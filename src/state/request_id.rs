use std::sync::atomic::{AtomicU64, Ordering};

/// Cheap unique ids: a random 128-bit seed XORed with a request counter.
pub(crate) struct RequestIdGenerator {
    seed: u128,
    counter: AtomicU64,
}

impl RequestIdGenerator {
    #[must_use]
    pub(crate) fn new() -> Self {
        let seed_hi = u128::from(fastrand::u64(..));
        let seed_lo = u128::from(fastrand::u64(..));
        Self {
            seed: (seed_hi << 64) | seed_lo,
            counter: AtomicU64::new(1),
        }
    }

    pub(crate) fn next_seq(&self) -> u64 {
        self.counter.fetch_add(1, Ordering::Relaxed)
    }

    #[must_use]
    pub(crate) fn request_uuid(&self, request_seq: u64) -> uuid::Uuid {
        uuid::Uuid::from_u128(self.seed ^ u128::from(request_seq))
    }

    /// `msg_` followed by 32 lowercase hex digits.
    #[must_use]
    pub(crate) fn message_id(&self, request_seq: u64) -> String {
        let uuid = self.request_uuid(request_seq);
        let mut id = String::with_capacity(4 + uuid::fmt::Simple::LENGTH);
        id.push_str("msg_");
        id.push_str(uuid.simple().encode_lower(&mut uuid::Uuid::encode_buffer()));
        id
    }
}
┄┄┄┄┄┄┄┄┄┄
__WORK TO COMPLETE__. Retype, in the same exact form, the lines of the material above from the line holding "self.counter.fetch_add(1, Ordering::Relaxed)" through the line holding "pub(crate) fn message_id(&self, request_seq: u64)".

__FINISHED EXERCISE__.
        self.counter.fetch_add(1, Ordering::Relaxed)
    }

    #[must_use]
    pub(crate) fn request_uuid(&self, request_seq: u64) -> uuid::Uuid {
        uuid::Uuid::from_u128(self.seed ^ u128::from(request_seq))
    }

    /// `msg_` followed by 32 lowercase hex digits.
    #[must_use]
    pub(crate) fn message_id(&self, request_seq: u64) -> String {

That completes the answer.